Once the procedure is written, review and delete any information that is not relevant (i.e., instead of synthetic lubricating oil, use only oil). Well-written procedures should help to eliminate any misinterpretation and drive clarity to the craftsperson performing the activity. Here is an example of how the wording of a procedural step could be open to interpretation. The task “replace the filter” could mean either to put back the filter that you took out or to install a new filter.

Now you can see how one person might perform a task and how another would perform it differently. Once the task is clear, a technical specification should be added so the task can be performed to a standard, such as “Tighten to 15 foot-pounds.” The result of making the task clear and adding a specification would be, “Install a new filter and tighten to 15 foot-pounds.” This task is simple, clear, easy to understand and can be performed in a consistent and repeatable manner.

If an organization decides not to follow simplified, technical English, there at least should be a standard in place for writing procedures so everyone is doing it the same way. Although it may sound crazy to have a procedure for writing a procedure, it is vital for consistency and repeatability.

Having Staff Use Procedures

One of the most difficult parts of implementing procedure-based maintenance is the change it brings to an organization. Indeed, there will be a change in the way maintenance is performed for all levels of the maintenance department. For example, craftspeople must follow procedures and specifications and rely less on personal experience and intuition.

Maintenance supervisors are now focused on ensuring the procedures are used and updated. Planners become more determined to update the procedures so they are readily available for use.

Helping an organization through this change is not easy. It will require a well-thought-out approach. I personally like to use the awareness, desire, knowledge, ability and reinforcement (ADKAR) framework. This method enables organizations to plan and manage the change being implemented as well as bring people along with the change.

Each step in the framework provides specific actions that should be taken, such as awareness of the need for change, desire to participate and support the change, knowledge of how to change, ability to implement required skills and behaviors, and reinforcement to sustain the change.

The whole purpose of using a framework like ADKAR is to identify any concerns associated with the change, address those concerns, express how the change will benefit the staff, provide the knowledge and training, and finally demonstrate that the change is not a flavor of the month. The more time spent planning and managing the change, the more likely the change will be adopted and sustained.
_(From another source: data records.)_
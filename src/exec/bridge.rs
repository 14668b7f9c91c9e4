// src/exec/bridge.rs

//! Async shell around the completion arbiter.
//!
//! One future owns everything belonging to an invocation: the child
//! process, its two pipes, the [`OutputAggregator`] and the
//! [`CompletionArbiter`]. It multiplexes stdout reads, stderr reads, the
//! exit status and the cancellation hook with `tokio::select!` and feeds
//! each observation to the arbiter until it resolves.

use std::time::Duration;

use tokio::io::{AsyncRead, AsyncReadExt};
use tokio::process::Child;
use tokio::sync::oneshot;
use tokio::task::{JoinError, JoinHandle};
use tracing::{debug, info, warn};

use crate::config::{ConfigFile, ToolSettings};
use crate::errors::Result;
use crate::exec::aggregator::OutputAggregator;
use crate::exec::arbiter::{CompletionArbiter, CompletionSignal, Disposition, Step, StreamKind};
use crate::exec::decoder;
use crate::exec::launcher::{build_args, ProcessLauncher};
use crate::exec::{ExecutionFailure, ExecutionOutcome, FailureKind};
use crate::types::ExecutionRequest;

const READ_CHUNK: usize = 8 * 1024;

/// Public entry point: runs `transit` for a request and resolves to one
/// [`ExecutionOutcome`].
///
/// A bridge holds only immutable settings. Every call gets its own process
/// and buffers, so concurrent calls on a shared bridge never interact.
#[derive(Debug, Clone)]
pub struct TransitBridge {
    launcher: ProcessLauncher,
    timeout: Option<Duration>,
}

impl TransitBridge {
    pub fn new(settings: ToolSettings) -> Self {
        Self {
            launcher: ProcessLauncher::new(settings.executable),
            timeout: settings.timeout,
        }
    }

    pub fn from_config(cfg: &ConfigFile) -> Self {
        Self::new(cfg.tool.clone())
    }

    pub fn launcher(&self) -> &ProcessLauncher {
        &self.launcher
    }

    pub fn timeout(&self) -> Option<Duration> {
        self.timeout
    }

    /// Run the tool for `request` on the current task.
    ///
    /// No retry is attempted; a failed invocation is reported as-is.
    pub async fn execute(&self, request: ExecutionRequest) -> ExecutionOutcome {
        // Held until the invocation finishes so the hook never fires.
        let (_cancel_tx, cancel_rx) = oneshot::channel::<()>();
        self.run(request, cancel_rx).await
    }

    /// Run the tool for `request` on a separate Tokio task.
    ///
    /// The returned handle can cancel the invocation; the child is then
    /// killed and reaped and the outcome is a `Cancelled` failure.
    pub fn spawn(&self, request: ExecutionRequest) -> ExecutionHandle {
        let (cancel_tx, cancel_rx) = oneshot::channel::<()>();
        let bridge = self.clone();
        let join = tokio::spawn(async move { bridge.run(request, cancel_rx).await });
        ExecutionHandle {
            cancel: Some(cancel_tx),
            join,
        }
    }

    async fn run(
        &self,
        request: ExecutionRequest,
        cancel_rx: oneshot::Receiver<()>,
    ) -> ExecutionOutcome {
        info!(
            repo = %request.repo_path(),
            args = ?build_args(&request),
            executable = %self.launcher.executable().display(),
            "starting transit"
        );

        let mut arbiter = CompletionArbiter::new();
        let mut output = OutputAggregator::new();

        let disposition = match self.launcher.spawn(&request) {
            Ok(child) => {
                drive(child, &mut arbiter, &mut output, cancel_rx, self.timeout).await
            }
            Err(err) => {
                let message = format!(
                    "transit ({}) executable failed to run: {err}",
                    self.launcher.executable().display()
                );
                match arbiter.step(CompletionSignal::SpawnFailed(message.clone())) {
                    Step::Resolved(d) => d,
                    _ => Disposition::SpawnError { message },
                }
            }
        };

        let outcome = into_outcome(disposition, &output);
        match &outcome {
            ExecutionOutcome::Success(records) => {
                info!(repo = %request.repo_path(), records = records.len(), "transit ok");
            }
            ExecutionOutcome::Failure(f) => {
                warn!(
                    repo = %request.repo_path(),
                    kind = %f.kind,
                    exit_code = ?f.exit_code,
                    message = %f.message,
                    "transit execution failed"
                );
            }
        }
        outcome
    }
}

/// Handle to an invocation started with [`TransitBridge::spawn`].
#[derive(Debug)]
pub struct ExecutionHandle {
    cancel: Option<oneshot::Sender<()>>,
    join: JoinHandle<ExecutionOutcome>,
}

impl ExecutionHandle {
    /// Request cancellation. Returns `false` if the request could not be
    /// delivered (already cancelled, or the invocation already finished).
    pub fn cancel(&mut self) -> bool {
        match self.cancel.take() {
            Some(tx) => tx.send(()).is_ok(),
            None => false,
        }
    }

    /// Wait for the outcome.
    ///
    /// A panic inside the invocation task is resumed on the caller.
    pub async fn outcome(self) -> ExecutionOutcome {
        let ExecutionHandle { cancel, join } = self;
        let outcome = join_outcome(join.await);
        drop(cancel);
        outcome
    }
}

/// Map the join result of an invocation task to its outcome.
///
/// Panics are re-raised with their original payload; only a task torn
/// down by runtime shutdown becomes a `Cancelled` failure.
pub fn join_outcome(result: std::result::Result<ExecutionOutcome, JoinError>) -> ExecutionOutcome {
    match result {
        Ok(outcome) => outcome,
        Err(err) if err.is_panic() => std::panic::resume_unwind(err.into_panic()),
        Err(err) => ExecutionOutcome::Failure(ExecutionFailure::new(
            FailureKind::Cancelled,
            format!("invocation task was cancelled: {err}"),
        )),
    }
}

/// Caller-facing operation used by the web layer.
///
/// Fails only if the request itself is invalid (empty `repo_path`); every
/// problem with the tool is reported inside the outcome.
pub async fn execute_transit(
    bridge: &TransitBridge,
    repo_path: &str,
    from: Option<&str>,
    to: Option<&str>,
) -> Result<ExecutionOutcome> {
    let request = ExecutionRequest::new(repo_path, from, to)?;
    Ok(bridge.execute(request).await)
}

/// Collect output and status of a running child until the arbiter resolves,
/// then make sure the child is reaped.
async fn drive(
    mut child: Child,
    arbiter: &mut CompletionArbiter,
    output: &mut OutputAggregator,
    mut cancel_rx: oneshot::Receiver<()>,
    timeout: Option<Duration>,
) -> Disposition {
    let mut stdout = child.stdout.take();
    let mut stderr = child.stderr.take();
    let mut out_buf = vec![0u8; READ_CHUNK];
    let mut err_buf = vec![0u8; READ_CHUNK];
    let mut cancel_armed = true;

    let deadline = async {
        match timeout {
            Some(d) => tokio::time::sleep(d).await,
            None => std::future::pending::<()>().await,
        }
    };
    tokio::pin!(deadline);

    // A missing pipe counts as an already-closed stream.
    if stdout.is_none() {
        arbiter.step(CompletionSignal::StreamClosed(StreamKind::Stdout));
    }
    if stderr.is_none() {
        arbiter.step(CompletionSignal::StreamClosed(StreamKind::Stderr));
    }

    let disposition = loop {
        let signal = tokio::select! {
            res = read_chunk(&mut stdout, &mut out_buf), if stdout.is_some() => match res {
                Ok(0) => {
                    stdout = None;
                    CompletionSignal::StreamClosed(StreamKind::Stdout)
                }
                Ok(n) => {
                    debug!(bytes = n, "stdout chunk");
                    output.push_stdout(&out_buf[..n]);
                    continue;
                }
                Err(e) => {
                    warn!(error = %e, "reading transit stdout failed; abandoning stream");
                    stdout = None;
                    CompletionSignal::StreamClosed(StreamKind::Stdout)
                }
            },

            res = read_chunk(&mut stderr, &mut err_buf), if stderr.is_some() => match res {
                Ok(0) => {
                    stderr = None;
                    CompletionSignal::StreamClosed(StreamKind::Stderr)
                }
                Ok(n) => {
                    debug!(bytes = n, "stderr chunk");
                    output.push_stderr(&err_buf[..n]);
                    continue;
                }
                Err(e) => {
                    warn!(error = %e, "reading transit stderr failed; abandoning stream");
                    stderr = None;
                    CompletionSignal::StreamClosed(StreamKind::Stderr)
                }
            },

            status = child.wait(), if !arbiter.has_exited() => match status {
                Ok(status) => {
                    info!(exit_code = ?status.code(), success = status.success(), "transit process exited");
                    CompletionSignal::Exited(status.code())
                }
                Err(e) => {
                    warn!(error = %e, "waiting for transit process failed");
                    CompletionSignal::Exited(None)
                }
            },

            cancel = &mut cancel_rx, if cancel_armed => {
                cancel_armed = false;
                match cancel {
                    Ok(()) => CompletionSignal::Cancelled("cancellation requested".to_string()),
                    Err(_) => {
                        debug!("cancel channel closed without explicit cancellation");
                        continue;
                    }
                }
            },

            _ = &mut deadline => {
                let limit = timeout.unwrap_or_default();
                CompletionSignal::Cancelled(format!("timed out after {limit:?}"))
            },
        };

        match arbiter.step(signal) {
            Step::Resolved(disposition) => break disposition,
            Step::Pending | Step::Ignored => {}
        }
    };

    if !arbiter.has_exited() {
        info!("killing transit process before reporting outcome");
        if let Err(e) = child.kill().await {
            warn!(error = %e, "failed to kill transit process");
        }
    }

    disposition
}

async fn read_chunk<R>(stream: &mut Option<R>, buf: &mut [u8]) -> std::io::Result<usize>
where
    R: AsyncRead + Unpin,
{
    match stream {
        Some(s) => s.read(buf).await,
        None => std::future::pending().await,
    }
}

fn into_outcome(disposition: Disposition, output: &OutputAggregator) -> ExecutionOutcome {
    match disposition {
        Disposition::Succeeded => decoder::decode(output.stdout()),
        Disposition::NonZeroExit { code } => ExecutionOutcome::Failure(
            ExecutionFailure::new(FailureKind::NonZeroExit, output.stderr_text())
                .with_exit_code(code),
        ),
        Disposition::SpawnError { message } => {
            ExecutionOutcome::Failure(ExecutionFailure::new(FailureKind::SpawnError, message))
        }
        Disposition::Cancelled { reason } => {
            ExecutionOutcome::Failure(ExecutionFailure::new(FailureKind::Cancelled, reason))
        }
    }
}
Procedure-based maintenance has the opportunity to drive significant improvements in safety, reliability and operations. But before an organization can jump into procedure-based maintenance, there must be a plan for how it will be implemented, who will write the procedures, to what standard the procedures will be written and how the staff will be trained on the new procedures.

With procedure-based maintenance having been adopted by the U.S. Navy, aviation and nuclear power industries, the results have been proven. If these types of organizations are using procedure-based maintenance, what is preventing your organization from using it?